To confirm that this newly detected cofactor activity in NT2 cells is also present in bona fide ES cells, P1M fractions were prepared from the pluripotent D3 mouse ES cell line and assayed for transcription. We found that the D3 P1M fraction was as active as the NT2 P1M fraction in potentiating Oct4/Sox2-activated transcription of Nanog (Figure 1D, compare lane 2 to 6 and 10). Interestingly, the highest levels of trans-activation by the NT2 or D3 P1M fractions were observed only when both activators were added to the transcription reaction, whereas no activation was detected with Oct4 alone and a moderate level of activation was seen with Sox2 alone (Figure 1D, lanes 3–10). Apparently, this cofactor mediates the synergistic activation of Nanog by Oct4 and Sox2. If, as we postulated, this new coactivator functions selectively in pluripotent cells, one might expect that its presence or activity would need to be down-regulated upon differentiation, as is the case for Oct4. To investigate whether the cofactor activity is restricted to the pluripotent state of ES cells, D3 cells were induced to differentiate by removal of LIF and treatment with retinoic acid (RA).

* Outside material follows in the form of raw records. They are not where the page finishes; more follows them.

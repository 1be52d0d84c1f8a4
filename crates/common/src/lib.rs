//! Shared types for the tank monitor workspace

mod error;
mod secret;

pub use error::{Error, Result};
pub use secret::Secret;
//! Surveys and their ordered question links.

use chrono::{DateTime, Utc};
use serde::{Deserialize, Serialize};
use strum::{Display, EnumString};

use crate::question::Question;

/// Publication status shared by surveys and questions.
#[derive(
  Debug,
  Clone,
  Copy,
  PartialEq,
  Eq,
  Default,
  Serialize,
  Deserialize,
  Display,
  EnumString,
)]
#[serde(rename_all = "SCREAMING_SNAKE_CASE")]
#[strum(serialize_all = "SCREAMING_SNAKE_CASE")]
pub enum PublishedState {
  #[default]
  Draft,
  Published,
  Retired,
}

/// A named collection of questions presented to users.
///
/// `canonical_name` is unique across surveys and never changes once the
/// survey is created.
#[derive(Debug, Clone, PartialEq, Eq, Serialize, Deserialize)]
#[serde(rename_all = "camelCase")]
pub struct Survey {
  pub id:               i64,
  pub canonical_name:   String,
  pub title:            Option<String>,
  pub description:      Option<String>,
  pub status:           PublishedState,
  /// Principal that last created or updated the survey.
  pub last_update_user: String,
  pub last_update_date: DateTime<Utc>,
  /// Linked questions ordered by `sequence`.
  pub survey_questions: Vec<SurveyQuestion>,
}

impl Survey {
  pub fn question(&self, question_id: i64) -> Option<&Question> {
    self
      .survey_questions
      .iter()
      .map(|sq| &sq.question)
      .find(|q| q.id == question_id)
  }
}

/// A question as it appears in one survey.
#[derive(Debug, Clone, PartialEq, Eq, Serialize, Deserialize)]
#[serde(rename_all = "camelCase")]
pub struct SurveyQuestion {
  pub survey:   i64,
  pub question: Question,
  pub sequence: i32,
  /// Survey-specific label such as `"3"` or `"2b"`.
  pub number:   Option<String>,
}

/// Per-survey placement of a question: the body of the link operation.
#[derive(Debug, Clone, Default, Deserialize)]
#[serde(rename_all = "camelCase")]
pub struct SurveyQuestionLink {
  #[serde(default)]
  pub sequence: i32,
  #[serde(default)]
  pub number:   Option<String>,
}

/// Payload accepted by survey create and update. The acting principal, not
/// the payload, supplies `last_update_user`.
#[derive(Debug, Clone, Deserialize)]
#[serde(rename_all = "camelCase")]
pub struct SurveyInput {
  #[serde(default)]
  pub id:             Option<i64>,
  pub canonical_name: String,
  #[serde(default)]
  pub title:          Option<String>,
  #[serde(default)]
  pub description:    Option<String>,
  #[serde(default)]
  pub status:         PublishedState,
}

The extent of differentiation was monitored by the loss of Oct4 expression that was complete after 6 days (Figure 1E). Nuclear extracts and P1M fractions were then prepared from D3 cells before and after differentiation. When compared to pluripotent D3 P1M fractions, an equivalent amount of P1M fraction prepared from differentiated D3 nuclear extracts showed significantly decreased cofactor activity in our in vitro transcription assay (Figure 1F, compare lanes 1 and 3). This decrease is not due to a wholesale loss of transcription factors and other cofactors during stem cell differentiation because the levels of PBAF/BAF (BRG-1) and the Mediator complex (MED23 and MED7) were largely unchanged in the two extracts (Figure 1G).

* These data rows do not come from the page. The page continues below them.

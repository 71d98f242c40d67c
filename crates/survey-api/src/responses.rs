//! Handlers for `/surveyAnswers` endpoints.
//!
//! | Method | Path | Notes |
//! |--------|------|-------|
//! | `GET`  | `/surveyAnswers?survey=<id>` | The caller's own response; 404 if none |
//! | `GET`  | `/surveyAnswers/{id}` | Owner or reviewer; 403 otherwise |
//! | `POST` | `/surveyAnswers` | Owner is always the caller; 400 on any failure |
//! | `PUT`  | `/surveyAnswers/{id}` | Owner only; honours `If-Match`; 400 on any other failure |
//!
//! Bodies are decoded with [`survey_core::codec`], so both answer shapes are
//! accepted and any `user` field in the payload is ignored.

use axum::{
  Json,
  extract::State,
  http::{HeaderMap, StatusCode, header},
  response::IntoResponse,
};
use bytes::Bytes;
use serde::Deserialize;
use survey_core::{codec, response::Response, store::SurveyStore};

use crate::{
  AppState,
  auth::{Authenticated, Role},
  error::ApiError,
  extract::{Path, Query},
  etag::{check_if_match, compute_etag},
};

fn with_etag(status: StatusCode, response: Response) -> impl IntoResponse {
  let etag = compute_etag(&response);
  (status, [(header::ETAG, etag)], Json(response))
}

// ─── Reads ────────────────────────────────────────────────────────────────────

#[derive(Debug, Deserialize)]
pub struct OwnParams {
  pub survey: i64,
}

/// `GET /surveyAnswers?survey=<id>`
pub async fn own<S: SurveyStore + 'static>(
  State(state): State<AppState<S>>,
  Authenticated(principal): Authenticated,
  Query(params): Query<OwnParams>,
) -> Result<impl IntoResponse, ApiError> {
  state.auth.require(&principal, Role::User)?;
  let response = state
    .service
    .get_response_by_user_and_survey(&principal.user, params.survey)
    .await?;
  Ok(with_etag(StatusCode::OK, response))
}

/// `GET /surveyAnswers/{id}`
pub async fn get_one<S: SurveyStore + 'static>(
  State(state): State<AppState<S>>,
  Authenticated(principal): Authenticated,
  Path(id): Path<i64>,
) -> Result<impl IntoResponse, ApiError> {
  state.auth.require(&principal, Role::User)?;
  let response = state.service.get_response(id).await?;
  state.policy.authorize_read(&principal, &response)?;
  Ok(with_etag(StatusCode::OK, response))
}

// ─── Writes ───────────────────────────────────────────────────────────────────

/// `POST /surveyAnswers`
pub async fn create<S: SurveyStore + 'static>(
  State(state): State<AppState<S>>,
  Authenticated(principal): Authenticated,
  body: Bytes,
) -> Result<impl IntoResponse, ApiError> {
  state.auth.require(&principal, Role::User)?;
  let input = codec::decode_response_bytes(&body).map_err(ApiError::client_fault)?;
  let response = state
    .service
    .create_response(&principal.user, input)
    .await
    .map_err(ApiError::client_fault)?;
  Ok(with_etag(StatusCode::CREATED, response))
}

/// `PUT /surveyAnswers/{id}`
///
/// Every check runs before the store is touched: a malformed body, an
/// unknown or foreign response, a mismatched id or a stale `If-Match` leave
/// the stored response unchanged.
pub async fn update<S: SurveyStore + 'static>(
  State(state): State<AppState<S>>,
  Authenticated(principal): Authenticated,
  Path(id): Path<i64>,
  headers: HeaderMap,
  body: Bytes,
) -> Result<impl IntoResponse, ApiError> {
  state.auth.require(&principal, Role::User)?;
  let input = codec::decode_response_bytes(&body).map_err(ApiError::client_fault)?;

  let existing = state
    .service
    .get_response(id)
    .await
    .map_err(ApiError::client_fault)?;
  state
    .policy
    .authorize_write(&principal, &existing)
    .map_err(ApiError::client_fault)?;
  let if_unchanged = check_if_match(&headers, &existing)?;

  let response = state
    .service
    .update_response(&existing, input, if_unchanged)
    .await
    .map_err(|e| {
      tracing::warn!(response = id, error = %e, "response update rejected");
      ApiError::client_fault(e)
    })?;
  Ok(with_etag(StatusCode::CREATED, response))
}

Purification and Identification of a Stem Cell Coactivator (SCC)

Starting with 200–400 L of NT2 cells, we were able to separate the cofactor activity into two distinct chromatographic fractions. One cofactor activity eluted from an anion exchanger (Poros-HQ) at ~0.3M KCl (Q0.3, data not shown) while a second distinct activity eluted at ~0.6M KCl (SCC, Figures 2A and 2B). Full synergistic Oct4/Sox2-dependant activation of Nanog required both fractions in our in vitro reconstituted transcription reactions (Figure S2). Using this biochemical complementation system, we sequentially purified the more robust activity, SCC, over eight chromatographic columns, resulting in >50,000-fold increase in specific activity (Figure 2A). Since SCC activity migrated with an apparent native molecular mass (Mr) of ~600kDa during size-exclusion chromatography (Figure 2C), it seemed likely that this coactivator was a multi-protein complex. Accordingly, SDS-polyacrylamide gel electrophoresis (SDS-PAGE) of the most purified Mono S fractions revealed a distinct pattern of four major polypeptides (along with multiple breakdown products) that consistently co-purified with the SCC activity (Figures 2D and 2E). For the remainder of this report, we focus on the identification and functional characterization of SCC in vitro and in vivo.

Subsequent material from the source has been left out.